0
$\begingroup$

I'm reading Dirac's book about QM. I reached the chapter called "representations" where Dirac introduces how can bras, kets, and observables be decomposed using a base. I have found issues understanding what does Dirac's notation means and how he justifies it. He says:

We may suppose the basic bras to be labelled by one or more parameters, $\lambda_1, \lambda_2, \lambda_3, \cdots \lambda_u $ each of which may take on certain numerical values, the basic bras can then be written as $\langle \lambda_1 \lambda_2 \lambda_3 \cdots \lambda_u |$ and the representative of $|a \rangle$ will be written as $\langle \lambda_1 \lambda_2 \lambda_3 \cdots \lambda_u | a \rangle$. This representative will now consist of a set of numbers, one for each set of values that $\lambda_1, \lambda_2, \lambda_3, \cdots \lambda_u $ may have in their respective domains.

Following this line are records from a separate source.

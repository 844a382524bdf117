//! Authentication contexts and per-operation credential resolution.
//!
//! Every operation belongs to exactly one [`AuthClass`], attached statically
//! to its [`Operation`](crate::operation::Operation) descriptor. Resolution
//! is one function, [`credential_header`]: pick the per-call override context
//! if supplied, otherwise the client's ambient context, then demand the
//! single credential the class mandates, failing fast, before any network
//! I/O, when it is absent.

use bon::Builder;
use reqwest::header::HeaderValue;
/// Secret string types that redact credentials in debug output.
pub use secrecy::{ExposeSecret, SecretString};

use crate::Result;
use crate::error::Error;
use crate::types::EntityTokenResult;

/// Header carrying the player session ticket.
pub const SESSION_TICKET_HEADER: &str = "X-Authorization";
/// Header carrying the entity token.
pub const ENTITY_TOKEN_HEADER: &str = "X-EntityToken";

/// The authentication class of an operation, fixed at descriptor
/// construction. Unauthenticated operations send no credential header;
/// title-scoped ones among them still require a title id from the request or
/// the settings.
#[derive(Debug, Clone, Copy, PartialEq, Eq)]
pub enum AuthClass {
    /// No credential required.
    None,
    /// Requires the session ticket issued by a login operation.
    SessionTicket,
    /// Requires the entity token issued by `GetEntityToken`.
    EntityToken,
}

/// An immutable snapshot of established identity.
///
/// Contexts are values, not shared state: login operations return a fresh
/// context via `LoginResult::auth_context` and the caller threads it into
/// subsequent clients or individual calls. Nothing in this crate writes a
/// context behind the caller's back, so concurrent logins cannot race.
///
/// Credentials are held as [`SecretString`] so `Debug` output never leaks
/// tokens.
#[derive(Clone, Debug, Default, Builder)]
#[builder(on(String, into))]
pub struct AuthContext {
    #[builder(into)]
    session_ticket: Option<SecretString>,
    #[builder(into)]
    entity_token: Option<SecretString>,
    player_id: Option<String>,
    entity_id: Option<String>,
    entity_type: Option<String>,
}

impl AuthContext {
    /// The session ticket, if a login has established one.
    #[must_use]
    pub fn session_ticket(&self) -> Option<&SecretString> {
        self.session_ticket.as_ref()
    }

    /// The entity token, if one has been obtained.
    #[must_use]
    pub fn entity_token(&self) -> Option<&SecretString> {
        self.entity_token.as_ref()
    }

    /// The account identifier of the logged-in player.
    #[must_use]
    pub fn player_id(&self) -> Option<&str> {
        self.player_id.as_deref()
    }

    /// The identifier of the entity the entity token represents.
    #[must_use]
    pub fn entity_id(&self) -> Option<&str> {
        self.entity_id.as_deref()
    }

    /// The type of the entity the entity token represents.
    #[must_use]
    pub fn entity_type(&self) -> Option<&str> {
        self.entity_type.as_deref()
    }

    #[must_use]
    pub fn has_session_ticket(&self) -> bool {
        self.session_ticket.is_some()
    }

    #[must_use]
    pub fn has_entity_token(&self) -> bool {
        self.entity_token.is_some()
    }

    /// Returns a copy of this context carrying the given entity token. Used
    /// to thread the result of `GetEntityToken` forward.
    #[must_use]
    pub fn with_entity_token(mut self, token: &EntityTokenResult) -> Self {
        self.entity_token = Some(SecretString::from(token.entity_token.clone()));
        if let Some(entity) = &token.entity {
            self.entity_id = Some(entity.id.clone());
            self.entity_type = entity.entity_type.clone();
        }
        self
    }
}

/// Resolves the credential header for one call.
///
/// `call_context` is the per-call override carried on the
/// [`Call`](crate::operation::Call); when present it takes precedence over
/// the client's `ambient` context for this call only.
pub(crate) fn credential_header(
    auth: AuthClass,
    call_context: Option<&AuthContext>,
    ambient: &AuthContext,
) -> Result<Option<(&'static str, HeaderValue)>> {
    let context = call_context.unwrap_or(ambient);

    match auth {
        AuthClass::None => Ok(None),
        AuthClass::SessionTicket => {
            let ticket = context
                .session_ticket()
                .ok_or_else(Error::not_authenticated)?;
            Ok(Some((SESSION_TICKET_HEADER, sensitive(ticket)?)))
        }
        AuthClass::EntityToken => {
            let token = context
                .entity_token()
                .ok_or_else(Error::entity_token_not_set)?;
            Ok(Some((ENTITY_TOKEN_HEADER, sensitive(token)?)))
        }
    }
}

fn sensitive(secret: &SecretString) -> Result<HeaderValue> {
    let mut value = HeaderValue::from_str(secret.expose_secret())?;
    value.set_sensitive(true);
    Ok(value)
}
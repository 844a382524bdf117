#![allow(
    clippy::unwrap_used,
    clippy::missing_panics_doc,
    reason = "Do not need additional syntax for setting up tests"
)]
#![allow(
    unused,
    reason = "Each test binary uses a different subset of these helpers"
)]

use gamestack_client_sdk::auth::AuthContext;
use gamestack_client_sdk::settings::{Settings, Url};
use httpmock::MockServer;
use serde_json::{Value, json};

pub const TITLE_ID: &str = "AB12";
pub const SESSION_TICKET: &str = "ticket-abc";
pub const ENTITY_TOKEN: &str = "entity-token-xyz";
pub const PLAYER_ID: &str = "P123";
pub const ENTITY_ID: &str = "E-77";
pub const ENTITY_TYPE: &str = "title_player_account";

/// Settings pointing every operation at the mock server.
#[must_use]
pub fn settings_for(server: &MockServer) -> Settings {
    Settings::builder()
        .title_id(TITLE_ID)
        .api_host(Url::parse(&server.base_url()).unwrap())
        .build()
}

/// A context as established by a plain (no entity token) login.
#[must_use]
pub fn player_context() -> AuthContext {
    AuthContext::builder()
        .session_ticket(SESSION_TICKET.to_owned())
        .player_id(PLAYER_ID)
        .build()
}

/// A context holding both credentials, as after threading an entity token
/// grant forward.
#[must_use]
pub fn entity_context() -> AuthContext {
    AuthContext::builder()
        .session_ticket(SESSION_TICKET.to_owned())
        .entity_token(ENTITY_TOKEN.to_owned())
        .player_id(PLAYER_ID)
        .entity_id(ENTITY_ID)
        .entity_type(ENTITY_TYPE)
        .build()
}

/// Wraps `data` in the outer response envelope.
#[must_use]
pub fn envelope(data: Value) -> Value {
    json!({ "code": 200, "status": "OK", "data": data })
}

/// The canned success body for login-class operations, entity token included.
#[must_use]
pub fn login_envelope() -> Value {
    envelope(json!({
        "SessionTicket": SESSION_TICKET,
        "PlayerId": PLAYER_ID,
        "NewlyCreated": false,
        "EntityToken": {
            "EntityToken": ENTITY_TOKEN,
            "TokenExpiration": "2026-09-01T00:00:00Z",
            "Entity": { "Id": ENTITY_ID, "Type": ENTITY_TYPE }
        },
        "LastLoginTime": "2026-08-29T10:00:00Z"
    }))
}

/// A documented-shape service error body.
#[must_use]
pub fn account_not_found_body() -> Value {
    json!({
        "code": 400,
        "status": "BadRequest",
        "error": "AccountNotFound",
        "errorCode": 1001,
        "errorMessage": "No account matches the given CustomId"
    })
}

First of all I don't understand what is the connection between those $\lambda$s parameters and the $\langle \lambda |$s eigenbras. Then I'm not sure about what does $\langle \lambda_1 \lambda_2 \lambda_3 \cdots \lambda_u | a \rangle$ mean: is it a compact notation for $\langle \lambda_1 | a \rangle, \langle \lambda_2 | a \rangle, \langle \lambda_3 | a \rangle, \cdots, \langle \lambda_u | a \rangle$ ? And if this is right, is $\langle \lambda_1 \lambda_2 \lambda_3 \cdots \lambda_u |$ a shorthand for $\langle \lambda_1 |, \langle \lambda_2 |, \langle \lambda_3 |, \cdots, \langle \lambda_u |$? And last, how can Dirac's talk about domain, when the $\lambda$s as I understood aren't functions?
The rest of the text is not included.